35 of 214 comments (clear)

  1. Easy enough by Anonymous Coward · · Score: 3, Informative

    They broke 100,000 in 2003 as well.

  2. my confidential data by WormholeFiend · · Score: 4, Funny

    They can have my confidential data when they pry it from my dead frozen Windows OS... oh wait!

  3. Quoth Strongbad by geeksdave · · Score: 3, Funny

    That is not a small number... that is a very large number!!! Ack poor compy.

  4. Could we have a distinction here? by i_want_you_to_throw_ · · Score: 4, Insightful

    Now how many non Windows viruses were there? You could probably count them on one hand. Let's give credit (or blame) where it is due.

    1. Re:Could we have a distinction here? by Xeo+024 · · Score: 4, Informative

      Linux vs Windows Viruses (from 2003 but still relevant).

      Some things (from the article) worth noting:

      To mess up a Linux box, you need to work at it; to mess up your Windows box, you just need to work on it, writes SecurityFocus columnist Scott Granneman.

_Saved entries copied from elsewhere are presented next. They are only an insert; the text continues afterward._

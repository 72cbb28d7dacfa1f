use rayon::prelude::*;
use serde::{Deserialize, Serialize};
use std::cmp::Ordering;
use std::collections::BTreeMap;

use crate::models::ItemId;

pub mod sparse;

pub use sparse::SparseItemSpace;

/// A set of item vectors that supports cosine similarity
///
/// Items are addressed by their position in `item_ids`, which must be in
/// ascending id order.
pub trait VectorSpace: Sync {
    fn item_ids(&self) -> &[ItemId];

    /// Nonzero cosine similarities between item `index` and every other item,
    /// in any order. The item itself must not appear.
    fn cosine_similarities(&self, index: usize) -> Vec<(usize, f64)>;
}

/// Ranked neighbors of one item as parallel id/score sequences
#[derive(Debug, Clone, Default, PartialEq, Serialize, Deserialize)]
pub struct SimilarityRow {
    pub ids: Vec<ItemId>,
    pub scores: Vec<f64>,
}

impl SimilarityRow {
    pub fn len(&self) -> usize {
        self.ids.len()
    }

    pub fn is_empty(&self) -> bool {
        self.ids.is_empty()
    }

    pub fn iter(&self) -> impl Iterator<Item = (ItemId, f64)> + '_ {
        self.ids.iter().copied().zip(self.scores.iter().copied())
    }

    /// The first `n` neighbors, already in rank order
    pub fn top(&self, n: usize) -> impl Iterator<Item = (ItemId, f64)> + '_ {
        self.iter().take(n)
    }
}

/// Descending score, then ascending position (and so ascending item id)
fn rank_order(a: &(usize, f64), b: &(usize, f64)) -> Ordering {
    b.1.total_cmp(&a.1).then(a.0.cmp(&b.0))
}

/// Keeps the `limit` best entries, sorted by `rank_order`
fn top_neighbors(mut scored: Vec<(usize, f64)>, limit: usize) -> Vec<(usize, f64)> {
    if scored.len() > limit {
        scored.select_nth_unstable_by(limit, rank_order);
        scored.truncate(limit);
    }
    scored.sort_unstable_by(rank_order);
    scored
}

/// Produces bounded, ranked neighbor lists for every item of a vector space
#[derive(Debug, Clone, Copy)]
pub struct SimilarityEngine {
    neighbor_limit: usize,
}

impl SimilarityEngine {
    pub fn new(neighbor_limit: usize) -> Self {
        Self { neighbor_limit }
    }

    pub fn neighbor_limit(&self) -> usize {
        self.neighbor_limit
    }

    /// Ranks the neighbors of every item
    ///
    /// Items without any nonzero similarity are left out. Work is spread over
    /// the rayon pool per item; each row is computed independently, so the
    /// result does not depend on the number of threads.
    pub fn rank_all<S: VectorSpace>(&self, space: &S) -> BTreeMap<ItemId, SimilarityRow> {
        let item_ids = space.item_ids();
        let limit = self.neighbor_limit;

        let rows: Vec<Option<(ItemId, SimilarityRow)>> = (0..item_ids.len())
            .into_par_iter()
            .map(|index| {
                let ranked = top_neighbors(space.cosine_similarities(index), limit);
                if ranked.is_empty() {
                    return None;
                }
                let row = SimilarityRow {
                    ids: ranked.iter().map(|&(other, _)| item_ids[other]).collect(),
                    scores: ranked.iter().map(|&(_, score)| score).collect(),
                };
                Some((item_ids[index], row))
            })
            .collect();

        rows.into_iter().flatten().collect()
    }
}

impl Default for SimilarityEngine {
    fn default() -> Self {
        Self::new(99)
    }
}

      "There are about 60,000 viruses known for Windows, 40 or so for the Macintosh, about 5 for commercial Unix versions, and perhaps 40 for Linux. Most of the Windows viruses are not important, but many hundreds have caused widespread damage. Two or three of the Macintosh viruses were widespread enough to be of importance. None of the Unix or Linux viruses became widespread - most were confined to the laboratory."

      It says 60,000 viruses for Windows in 2003, which escalated to 100,000 in 2004. There haven't been that many major viruses released for Linux/Unix/Mac so let's add a modest 15 to each number listed in 2003.

      So, the list comes to:

      Windows: ~100,000
      Mac: ~55
      Unix: ~20
      Linux: ~55

      and that's being really generous to Windows. Also, keep in mind what it says above: "Most of the Windows viruses are not important, but many hundreds have caused widespread damage. Two or three of the Macintosh viruses were widespread enough to be of importance. None of the Unix or Linux viruses became widespread - most were confined to the laboratory."

    2. Re:Could we have a distinction here? by Meostro · · Score: 2, Interesting

      Bollocks back at you AC! Exploits and viruses aren't the same thing, although the article doesn't seem to mention the difference.

      Viruses don't need to do anything tricky to propagate, they're just programs that people run. If I want to make a virus, why the hell would I do X amount of work to make it run on Linux when I could expend the same amount of effort to make it run on Windows? Just by switching I can increase my target base by a huge amount.

      Exploits are different, they are based on actual software errors that shouldn't be. Exploits are solely the result of poor programming / design, and I agree that they are not in any way related to market share.

      The article doesn't differentiate anything, but I would add: Worms are another matter, since they are viral exploits... that's where there's a real grey area, as you could legitimately classify them under either type.

    3. Re:Could we have a distinction here? by Daniel+Dvorkin · · Score: 4, Interesting

      And what's the market share of Windows these days?

      Try to compare apples to apples...

      Divide the # of viruses by the user base of the affected platform, see who is ahead at that point. I have no idea, my guess is it's probably fairly even, probably just a little slanted in favor of Linux.

      Last I heard, there were something like 100 known Linux viruses, and 20 known Mac OS X viruses. Assume the current desktop market share is 3-5% each for Linux and Mac, and Windows still comes out "ahead" by quite a large margin. On the server side, of course, things look even worse for Windows.

      --
      The correlation between ignorance of statistics and using "correlation is not causation" as an argument is close to 1.
    4. Re:Could we have a distinction here? by Xeo+024 · · Score: 2, Interesting

      According to this, this, and this there are no viruses for OS X at all.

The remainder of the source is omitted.